# Is this a bear?



## JC280 (Aug 5, 2009)

Being as I've never been bear hunting before I don't know what I'm looking at. My brother-n-law was putting some feed in his squirrel feeder behind my house and noticed this big pile of poop left by something. He said his dog was scared to death of something that had been in the area and wouldn't leave his side. I went and had a look and noticed my archery target had been turned over and there were what appeared to be claw marks on the side of the target. If it is a bear it must have found some corn somewhere because the poop was full of corn. Looked like deer corn. I live in northwest Forsyth county off HWY 369 so, there are a lot of subdivisions in the area. There are a lot of kids on my street alone. Must be a brave bear.

Is this bear poop?


----------



## 11P&YBOWHUNTER (Aug 5, 2009)

looks like it...


----------



## Boar Hog (Aug 6, 2009)

Could be, but what does it taste like?


----------



## shortround1 (Aug 6, 2009)

11P&YBOWHUNTER said:


> looks like it...


does it tast of corn?


----------



## Rich Kaminski (Aug 6, 2009)

*That could be a bear*

I never seen any bear scat with corn in it, but that pile is certainly made by an animal larger than a deer, cyote or pig.


----------



## ToLog (Aug 6, 2009)

Rich Kaminski said:


> I never seen any bear scat with corn in it, but that pile is certainly made by an animal larger than a deer, cyote or pig.

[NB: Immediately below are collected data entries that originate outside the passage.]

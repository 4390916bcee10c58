//! Country lookup for click logging.
//!
//! Lookups are best-effort: a private address, a slow service, or an
//! unexpected body all yield `None`, and the click is stored without a
//! country.

use std::net::IpAddr;
use std::time::Duration;

use affiliate_core::config::GeoConfig;
use tracing::debug;

/// Errors building a [`GeoLookup`].
#[derive(Debug, thiserror::Error)]
pub enum GeoError {
    /// The HTTP client could not be constructed.
    #[error("failed to build geo HTTP client: {0}")]
    Client(#[from] reqwest::Error),
}

/// Resolves a caller IP to a country name.
#[derive(Debug, Clone)]
pub enum GeoLookup {
    /// No lookups; every click is stored without a country.
    Disabled,
    /// Always answer with the same country. Used by tests and local runs.
    Fixed(String),
    /// Query `{base_url}/{ip}/json` on an ipapi-compatible service.
    Http {
        /// Shared client carrying the lookup timeout.
        client: reqwest::Client,
        /// Service root without a trailing slash.
        base_url: String,
    },
}

impl GeoLookup {
    /// Build the lookup described by `config`.
    pub fn from_config(config: &GeoConfig) -> Result<Self, GeoError> {
        if !config.enabled || config.base_url.trim().is_empty() {
            return Ok(Self::Disabled);
        }
        let client = reqwest::Client::builder()
            .timeout(Duration::from_millis(config.timeout_ms))
            .build()?;
        Ok(Self::Http {
            client,
            base_url: config.base_url.trim_end_matches('/').to_owned(),
        })
    }

    /// Country for `ip`, or `None` when it cannot be determined.
    pub async fn country(&self, ip: IpAddr) -> Option<String> {
        if !is_routable(ip) {
            return None;
        }
        match self {
            Self::Disabled => None,
            Self::Fixed(country) => Some(country.clone()),
            Self::Http { client, base_url } => lookup(client, base_url, ip).await,
        }
    }
}

async fn lookup(client: &reqwest::Client, base_url: &str, ip: IpAddr) -> Option<String> {
    let url = format!("{base_url}/{ip}/json");
    let response = match client.get(&url).send().await {
        Ok(r) if r.status().is_success() => r,
        Ok(r) => {
            debug!(%ip, status = %r.status(), "geo lookup rejected");
            return None;
        }
        Err(e) => {
            debug!(%ip, error = %e, "geo lookup failed");
            return None;
        }
    };
    match response.json::<serde_json::Value>().await {
        Ok(body) => country_from_body(&body),
        Err(e) => {
            debug!(%ip, error = %e, "geo lookup returned an unreadable body");
            None
        }
    }
}

/// Pull the country name out of an ipapi-style response.
fn country_from_body(body: &serde_json::Value) -> Option<String> {
    if body.get("error").and_then(serde_json::Value::as_bool) == Some(true) {
        return None;
    }
    ["country_name", "country"]
        .iter()
        .filter_map(|key| body.get(*key).and_then(serde_json::Value::as_str))
        .map(str::trim)
        .find(|s| !s.is_empty())
        .map(str::to_owned)
}

/// Return false for addresses no lookup service can place.
pub fn is_routable(ip: IpAddr) -> bool {
    match ip {
        IpAddr::V4(v4) => {
            !(v4.is_private()
                || v4.is_loopback()
                || v4.is_link_local()
                || v4.is_unspecified()
                || v4.is_broadcast())
        }
        IpAddr::V6(v6) => {
            if let Some(mapped) = v6.to_ipv4_mapped() {
                return is_routable(IpAddr::V4(mapped));
            }
            !(v6.is_loopback()
                || v6.is_unspecified()
                || v6.is_unique_local()
                || v6.is_unicast_link_local())
        }
    }
}
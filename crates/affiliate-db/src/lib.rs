//! Data layer for the affiliate directory (`PostgreSQL` + in-memory).
//!
//! `PostgreSQL` owns identity generation, timestamps, and referential side
//! effects (offers orphaned on network delete, clicks cascaded on banner
//! delete). The in-memory directory reproduces the same behaviour for tests
//! and local development.
//!
//! # Architecture
//!
//! ```text
//! API handlers
//!     |
//!     +-- Directory (enum dispatch)
//!         |-- Postgres(PostgresPool)
//!         |     |-- NetworkStore     (networks + affiliate_details)
//!         |     |-- OfferStore       (offers)
//!         |     |-- BannerStore      (banners + banner_rotations)
//!         |     |-- MasterDataStore  (master_data)
//!         |     |-- AuditStore       (audit_logs)
//!         |     |-- ClickStore       (banner_clicks + banner_click_counts)
//!         |     +-- RequestStore     (network_requests)
//!         +-- Memory(Arc<MemoryDirectory>)
//! ```
//!
//! # Modules
//!
//! - [`postgres`] -- `PostgreSQL` connection pool and configuration
//! - [`directory`] -- Backend-agnostic store handle
//! - [`memory`] -- In-memory backend
//! - [`error`] -- Shared error types

pub mod audit_store;
pub mod banner_store;
pub mod click_store;
mod convert;
pub mod directory;
pub mod error;
pub mod master_data_store;
pub mod memory;
pub mod network_store;
pub mod offer_store;
pub mod postgres;
pub mod request_store;

// Re-export primary types for convenience.
pub use audit_store::AuditStore;
pub use banner_store::BannerStore;
pub use click_store::ClickStore;
pub use directory::Directory;
pub use error::DbError;
pub use master_data_store::MasterDataStore;
pub use memory::MemoryDirectory;
pub use network_store::NetworkStore;
pub use offer_store::OfferStore;
pub use postgres::{PostgresConfig, PostgresPool};
pub use request_store::RequestStore;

could it have been that a Bull walked by, by happenstance??


----------



## shawn mills (Aug 6, 2009)

from the looks of the bag and the scat, Id say you have a bear there.


----------



## mr4shootin (Aug 6, 2009)

Definately bear,but that's not deer corn in it.It's bear corn.


----------



## Coastie (Aug 6, 2009)

Rich Kaminski said:


> I never seen any bear scat with corn in it, but that pile is certainly made by an animal larger than a deer, cyote or pig.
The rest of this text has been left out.